> **Aim of the exercise**: When a line below holds the string "UnprintableExt", show that line.

* * *

//! Character tables of the text sort orders.
//!
//! Each table maps a UTF-16 code unit to a [`CharHandler`]. The base table
//! covers `0x00..=0xFF` and the extension table of the general orders covers
//! `0x100..=0xFFFF`, both with one line per character. Tables are parsed on
//! first use and kept for the life of the process.

use crate::format::{FileVersion, JetFormat};
use crate::{Result, StorageError};
use jetdb_core::SortOrder;
use std::sync::OnceLock;

const GEN_97_CODES: &str = include_str!("../../resources/index_codes_gen_97.txt");
const GENLEG_CODES: &str = include_str!("../../resources/index_codes_genleg.txt");
const GENLEG_EXT_CODES: &str = include_str!("../../resources/index_codes_ext_genleg.txt");
const GEN_CODES: &str = include_str!("../../resources/index_codes_gen.txt");
const GEN_EXT_CODES: &str = include_str!("../../resources/index_codes_ext_gen.txt");

const BASE_TABLE_SIZE: usize = 256;
const EXT_TABLE_SIZE: usize = 0x10000 - BASE_TABLE_SIZE;
const MAX_CODE_BYTES: usize = 4;

/// Up to four code bytes stored inline.
#[derive(Debug, Clone, Copy, PartialEq, Eq)]
pub(crate) struct Codes {
    bytes: [u8; MAX_CODE_BYTES],
    len: u8,
}

impl Codes {
    fn parse(hex: &str) -> std::result::Result<Self, String> {
        if hex.is_empty() || hex.len() % 2 != 0 || hex.len() > MAX_CODE_BYTES * 2 {
            return Err(format!("bad code bytes '{}'", hex));
        }
        let mut bytes = [0u8; MAX_CODE_BYTES];
        for (i, slot) in bytes.iter_mut().take(hex.len() / 2).enumerate() {
            *slot = u8::from_str_radix(&hex[i * 2..i * 2 + 2], 16)
                .map_err(|_| format!("bad code bytes '{}'", hex))?;
        }
        Ok(Self {
            bytes,
            len: (hex.len() / 2) as u8,
        })
    }

    pub(crate) fn as_slice(&self) -> &[u8] {
        &self.bytes[..self.len as usize]
    }
}

#[derive(Debug, Clone, Copy, PartialEq, Eq)]
pub(crate) enum CharHandler {
    Simple(Codes),
    International { inline: Codes, extra: u8 },
    Unprintable(Codes),
    /// Adds `modifier` to the previous extra code.
    UnprintableExt(u8),
    InternationalExt { inline: Codes, extra: Codes, crazy: u8 },
    Ignored,
    Surrogate,
}

impl CharHandler {
    fn parse(kind: &str, args: &[&str]) -> std::result::Result<Self, String> {
        let byte = |s: &str| u8::from_str_radix(s, 16).map_err(|_| format!("bad byte '{}'", s));
        let handler = match (kind, args) {
            ("S", [inline]) => CharHandler::Simple(Codes::parse(inline)?),
            ("I", [inline, extra]) => CharHandler::International {
                inline: Codes::parse(inline)?,
                extra: byte(*extra)?,
            },
            ("U", [codes]) => CharHandler::Unprintable(Codes::parse(codes)?),
            ("P", [modifier]) => CharHandler::UnprintableExt(byte(*modifier)?),
            ("Z", [inline, extra, crazy]) => CharHandler::InternationalExt {
                inline: Codes::parse(inline)?,
                extra: Codes::parse(extra)?,
                crazy: match *crazy {
                    "2" => 0x02,
                    "3" => 0x03,
                    other => return Err(format!("bad crazy flag '{}'", other)),
                },
            },
            ("X", []) => CharHandler::Ignored,
            ("Q", []) => CharHandler::Surrogate,
            _ => return Err(format!("bad handler '{}' with {} arguments", kind, args.len())),
        };
        Ok(handler)
    }

    pub(crate) fn inline_codes(&self) -> Option<&[u8]> {
        match self {
            CharHandler::Simple(inline)
            | CharHandler::International { inline, .. }
            | CharHandler::InternationalExt { inline, .. } => Some(inline.as_slice()),
            _ => None,
        }
    }
}

#[derive(Debug)]
pub(crate) struct CodeTable {
    base: Vec<CharHandler>,
    /// Empty for the orders without an extension table.
    ext: Vec<CharHandler>,
}

impl CodeTable {
    pub(crate) fn handler(&self, c: u16) -> CharHandler {
        let c = c as usize;
        if c < BASE_TABLE_SIZE {
            return self.base[c];
        }
        self.ext
            .get(c - BASE_TABLE_SIZE)
            .copied()
            .unwrap_or(CharHandler::Ignored)
    }

    fn parse(name: &str, base: &str, ext: Option<&str>) -> std::result::Result<Self, String> {
        let base = content_lines(base)
            .map(|(number, line)| {
                let mut parts = line.split(',');
                let kind = parts.next().unwrap_or_default();
                let args: Vec<&str> = parts.collect();
                CharHandler::parse(kind, &args).map_err(|e| format!("{} line {}: {}", name, number, e))
            })
            .collect::<std::result::Result<Vec<_>, _>>()?;
        if base.len() != BASE_TABLE_SIZE {
            return Err(format!(
                "{} has {} characters, expected {}",
                name,
                base.len(),
                BASE_TABLE_SIZE
            ));
        }

        let mut handlers = Vec::new();
        if let Some(ext) = ext {
            handlers.reserve(EXT_TABLE_SIZE);
            for (number, line) in content_lines(ext) {
                let expected = (BASE_TABLE_SIZE + handlers.len()) as u32;
                let handler = parse_ext_line(line, expected)
                    .map_err(|e| format!("{} ext line {}: {}", name, number, e))?;
                handlers.push(handler);
            }
            if handlers.len() != EXT_TABLE_SIZE {
                return Err(format!(
                    "{} ext has {} characters, expected {}",
                    name,
                    handlers.len(),
                    EXT_TABLE_SIZE
                ));
            }
        }

        Ok(Self {
            base,
            ext: handlers,
        })
    }
}

fn content_lines(text: &str) -> impl Iterator<Item = (usize, &str)> {
    text.lines()
        .enumerate()
        .map(|(i, line)| (i + 1, line.trim()))
        .filter(|(_, line)| !line.is_empty() && !line.starts_with('#'))
}

/// Parses `CODE,TYPE[,args]`, where `CODE` must be the next character.
fn parse_ext_line(line: &str, expected: u32) -> std::result::Result<CharHandler, String> {
    let mut parts = line.split(',');
    let code = parts.next().unwrap_or_default();
    let code = u32::from_str_radix(code, 16).map_err(|_| format!("bad character '{}'", code))?;
    if code != expected {
        return Err(format!("expected character {:04X}, found {:04X}", expected, code));
    }
    let kind = parts.next().ok_or("missing handler")?;
    let args: Vec<&str> = parts.collect();
    CharHandler::parse(kind, &args)
}

/// The four text collations the engine can produce keys for.
#[derive(Debug, Clone, Copy, PartialEq, Eq)]
pub enum TextSortOrder {
    /// Access 97.
    General97,
    /// Access 2000 to 2003, and MSISAM.
    ///
    /// Only `0x00..=0xFF` have codes, so text made only of wider characters
    /// encodes like the empty string and unique indexes treat such values as
    /// duplicates of each other.
    GeneralJet4,
    /// ACE files with sort order version 0.
    GeneralLegacy,
    /// ACE files with sort order version 1.
    General,
}

static GENERAL_97: OnceLock<std::result::Result<CodeTable, String>> = OnceLock::new();
static GENERAL_JET4: OnceLock<std::result::Result<CodeTable, String>> = OnceLock::new();
static GENERAL_LEGACY: OnceLock<std::result::Result<CodeTable, String>> = OnceLock::new();
static GENERAL: OnceLock<std::result::Result<CodeTable, String>> = OnceLock::new();

impl TextSortOrder {
    /// Collation used for a text column, `None` for sort orders other than
    /// the general ones.
    pub fn for_column(sort_order: SortOrder, format: &JetFormat) -> Option<Self> {
        if !sort_order.is_general() {
            return None;
        }
        Some(match format.version {
            FileVersion::Version3 => TextSortOrder::General97,
            FileVersion::Version4 | FileVersion::Msisam => TextSortOrder::GeneralJet4,
            _ if sort_order.version == SortOrder::GENERAL.version => TextSortOrder::General,
            _ => TextSortOrder::GeneralLegacy,
        })
    }

    pub(crate) fn table(self) -> Result<&'static CodeTable> {
        let (cell, name, base, ext) = match self {
            TextSortOrder::General97 => (&GENERAL_97, "index_codes_gen_97", GEN_97_CODES, None),
            TextSortOrder::GeneralJet4 => (&GENERAL_JET4, "index_codes_genleg", GENLEG_CODES, None),
            TextSortOrder::GeneralLegacy => (
                &GENERAL_LEGACY,
                "index_codes_genleg",
                GENLEG_CODES,
                Some(GENLEG_EXT_CODES),
            ),
            TextSortOrder::General => (&GENERAL, "index_codes_gen", GEN_CODES, Some(GEN_EXT_CODES)),
        };
        cell.get_or_init(|| {
            let table = CodeTable::parse(name, base, ext);
            match &table {
                Ok(_) => log::debug!("Loaded sort order table {}", name),
                Err(e) => log::error!("Failed loading sort order table {}: {}", name, e),
            }
            table
        })
        .as_ref()
        .map_err(|e| StorageError::Configuration(e.clone()))
    }
}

* * *

> **Answer space**:
    UnprintableExt(u8),
            ("P", [modifier]) => CharHandler::UnprintableExt(byte(*modifier)?),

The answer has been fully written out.